- **Task objective**
The entries below should be copied exactly and completely.

Content starts

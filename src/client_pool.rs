//! Bounded LRU cache of per-proxy HTTP clients.
//!
//! Each cached client owns the connection pool toward one proxy. Recency is
//! an explicit list next to the map: touching an entry moves its id to the
//! MRU end, eviction pops from the LRU end. All mutations run under one
//! mutex, eviction included.

use std::collections::{HashMap, VecDeque};
use std::sync::Mutex;
use uuid::Uuid;

type EvictHook<C> = Box<dyn Fn(Uuid, C) + Send + Sync>;

struct PoolInner<C> {
    clients: HashMap<Uuid, C>,
    recency: VecDeque<Uuid>,
}

/// LRU-bounded mapping of proxy id to client.
///
/// Generic over the client type: the async rotator caches `reqwest::Client`,
/// the blocking rotator `reqwest::blocking::Client` (both are cheap handle
/// clones). Dropping a client closes its connections; the optional evict
/// hook makes that observable.
pub struct ClientPool<C> {
    inner: Mutex<PoolInner<C>>,
    capacity: usize,
    on_evict: Option<EvictHook<C>>,
}

impl<C> std::fmt::Debug for ClientPool<C> {
    fn fmt(&self, f: &mut std::fmt::Formatter<'_>) -> std::fmt::Result {
        f.debug_struct("ClientPool")
            .field("capacity", &self.capacity)
            .field("len", &self.len())
            .finish()
    }
}

pub const DEFAULT_CLIENT_POOL_CAPACITY: usize = 100;

impl<C> Default for ClientPool<C> {
    fn default() -> Self {
        Self::new(DEFAULT_CLIENT_POOL_CAPACITY)
    }
}

impl<C> ClientPool<C> {
    pub fn new(capacity: usize) -> Self {
        Self {
            inner: Mutex::new(PoolInner { clients: HashMap::new(), recency: VecDeque::new() }),
            capacity: capacity.max(1),
            on_evict: None,
        }
    }

    /// Observe evicted clients (close bookkeeping, tests).
    pub fn with_evict_hook(mut self, hook: impl Fn(Uuid, C) + Send + Sync + 'static) -> Self {
        self.on_evict = Some(Box::new(hook));
        self
    }

    pub fn capacity(&self) -> usize {
        self.capacity
    }

    pub fn len(&self) -> usize {
        self.lock().clients.len()
    }

    pub fn is_empty(&self) -> bool {
        self.lock().clients.is_empty()
    }

    pub fn contains(&self, proxy_id: Uuid) -> bool {
        self.lock().clients.contains_key(&proxy_id)
    }

    /// Ids from least to most recently used.
    pub fn recency_order(&self) -> Vec<Uuid> {
        self.lock().recency.iter().copied().collect()
    }

    /// Remove and return the client for a proxy. The caller drops it, which
    /// closes its connections.
    pub fn remove(&self, proxy_id: Uuid) -> Option<C> {
        let mut inner = self.lock();
        inner.recency.retain(|id| *id != proxy_id);
        let client = inner.clients.remove(&proxy_id);
        if client.is_some() {
            tracing::debug!(%proxy_id, "removed client from pool");
        }
        client
    }

    /// Drop every cached client. Returns how many were closed.
    pub fn clear(&self) -> usize {
        let mut inner = self.lock();
        let count = inner.clients.len();
        inner.recency.clear();
        inner.clients.clear();
        count
    }

    fn lock(&self) -> std::sync::MutexGuard<'_, PoolInner<C>> {
        self.inner.lock().unwrap_or_else(|poisoned| poisoned.into_inner())
    }
}

impl<C: Clone> ClientPool<C> {
    /// Cached client for a proxy, touched as most recently used.
    pub fn get(&self, proxy_id: Uuid) -> Option<C> {
        let mut inner = self.lock();
        let client = inner.clients.get(&proxy_id).cloned()?;
        touch(&mut inner.recency, proxy_id);
        Some(client)
    }

    /// Cached client or a freshly built one. A new entry evicts from the
    /// LRU end once the pool is at capacity.
    pub fn get_or_try_create<E>(
        &self,
        proxy_id: Uuid,
        build: impl FnOnce() -> Result<C, E>,
    ) -> Result<C, E> {
        let mut inner = self.lock();
        if let Some(client) = inner.clients.get(&proxy_id).cloned() {
            touch(&mut inner.recency, proxy_id);
            return Ok(client);
        }

        let client = build()?;
        while inner.clients.len() >= self.capacity {
            let Some(lru_id) = inner.recency.pop_front() else {
                break;
            };
            if let Some(evicted) = inner.clients.remove(&lru_id) {
                tracing::debug!(
                    evicted_proxy_id = %lru_id,
                    pool_size = inner.clients.len(),
                    "evicted least recently used client"
                );
                if let Some(hook) = &self.on_evict {
                    hook(lru_id, evicted);
                }
            }
        }

        inner.clients.insert(proxy_id, client.clone());
        inner.recency.push_back(proxy_id);
        Ok(client)
    }
}

fn touch(recency: &mut VecDeque<Uuid>, proxy_id: Uuid) {
    if let Some(pos) = recency.iter().position(|id| *id == proxy_id) {
        recency.remove(pos);
    }
    recency.push_back(proxy_id);
}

Content ends

- **Answer for this exercise**
filename src/client_pool.rs
//! Bounded LRU cache of per-proxy HTTP clients.
//!
//! Each cached client owns the connection pool toward one proxy. Recency is
//! an explicit list next to the map: touching an entry moves its id to the
//! MRU end, eviction pops from the LRU end. All mutations run under one
//! mutex, eviction included.

use std::collections::{HashMap, VecDeque};
use std::sync::Mutex;
use uuid::Uuid;

type EvictHook<C> = Box<dyn Fn(Uuid, C) + Send + Sync>;

struct PoolInner<C> {
    clients: HashMap<Uuid, C>,
    recency: VecDeque<Uuid>,
}

/// LRU-bounded mapping of proxy id to client.
///
/// Generic over the client type: the async rotator caches `reqwest::Client`,
/// the blocking rotator `reqwest::blocking::Client` (both are cheap handle
/// clones). Dropping a client closes its connections; the optional evict
/// hook makes that observable.
pub struct ClientPool<C> {
    inner: Mutex<PoolInner<C>>,
    capacity: usize,
    on_evict: Option<EvictHook<C>>,
}

impl<C> std::fmt::Debug for ClientPool<C> {
    fn fmt(&self, f: &mut std::fmt::Formatter<'_>) -> std::fmt::Result {
        f.debug_struct("ClientPool")
            .field("capacity", &self.capacity)
            .field("len", &self.len())
            .finish()
    }
}

pub const DEFAULT_CLIENT_POOL_CAPACITY: usize = 100;

impl<C> Default for ClientPool<C> {
    fn default() -> Self {
        Self::new(DEFAULT_CLIENT_POOL_CAPACITY)
    }
}

impl<C> ClientPool<C> {
    pub fn new(capacity: usize) -> Self {
        Self {
            inner: Mutex::new(PoolInner { clients: HashMap::new(), recency: VecDeque::new() }),
            capacity: capacity.max(1),
            on_evict: None,
        }
    }

    /// Observe evicted clients (close bookkeeping, tests).
    pub fn with_evict_hook(mut self, hook: impl Fn(Uuid, C) + Send + Sync + 'static) -> Self {
        self.on_evict = Some(Box::new(hook));
        self
    }

    pub fn capacity(&self) -> usize {
        self.capacity
    }

    pub fn len(&self) -> usize {
        self.lock().clients.len()
    }

    pub fn is_empty(&self) -> bool {
        self.lock().clients.is_empty()
    }

    pub fn contains(&self, proxy_id: Uuid) -> bool {
        self.lock().clients.contains_key(&proxy_id)
    }

    /// Ids from least to most recently used.
    pub fn recency_order(&self) -> Vec<Uuid> {
        self.lock().recency.iter().copied().collect()
    }

    /// Remove and return the client for a proxy. The caller drops it, which
    /// closes its connections.
    pub fn remove(&self, proxy_id: Uuid) -> Option<C> {
        let mut inner = self.lock();
        inner.recency.retain(|id| *id != proxy_id);
        let client = inner.clients.remove(&proxy_id);
        if client.is_some() {
            tracing::debug!(%proxy_id, "removed client from pool");
        }
        client
    }

    /// Drop every cached client. Returns how many were closed.
    pub fn clear(&self) -> usize {
        let mut inner = self.lock();
        let count = inner.clients.len();
        inner.recency.clear();
        inner.clients.clear();
        count
    }

    fn lock(&self) -> std::sync::MutexGuard<'_, PoolInner<C>> {
        self.inner.lock().unwrap_or_else(|poisoned| poisoned.into_inner())
    }
}

impl<C: Clone> ClientPool<C> {
    /// Cached client for a proxy, touched as most recently used.
    pub fn get(&self, proxy_id: Uuid) -> Option<C> {
        let mut inner = self.lock();
        let client = inner.clients.get(&proxy_id).cloned()?;
        touch(&mut inner.recency, proxy_id);
        Some(client)
    }

    /// Cached client or a freshly built one. A new entry evicts from the
    /// LRU end once the pool is at capacity.
    pub fn get_or_try_create<E>(
        &self,
        proxy_id: Uuid,
        build: impl FnOnce() -> Result<C, E>,
    ) -> Result<C, E> {
        let mut inner = self.lock();
        if let Some(client) = inner.clients.get(&proxy_id).cloned() {
            touch(&mut inner.recency, proxy_id);
            return Ok(client);
        }

        let client = build()?;
        while inner.clients.len() >= self.capacity {
            let Some(lru_id) = inner.recency.pop_front() else {
                break;
            };
            if let Some(evicted) = inner.clients.remove(&lru_id) {
                tracing::debug!(
                    evicted_proxy_id = %lru_id,
                    pool_size = inner.clients.len(),
                    "evicted least recently used client"
                );
                if let Some(hook) = &self.on_evict {
                    hook(lru_id, evicted);
                }
            }
        }

        inner.clients.insert(proxy_id, client.clone());
        inner.recency.push_back(proxy_id);
        Ok(client)
    }
}

fn touch(recency: &mut VecDeque<Uuid>, proxy_id: Uuid) {
    if let Some(pos) = recency.iter().position(|id| *id == proxy_id) {
        recency.remove(pos);
    }
    recency.push_back(proxy_id);
}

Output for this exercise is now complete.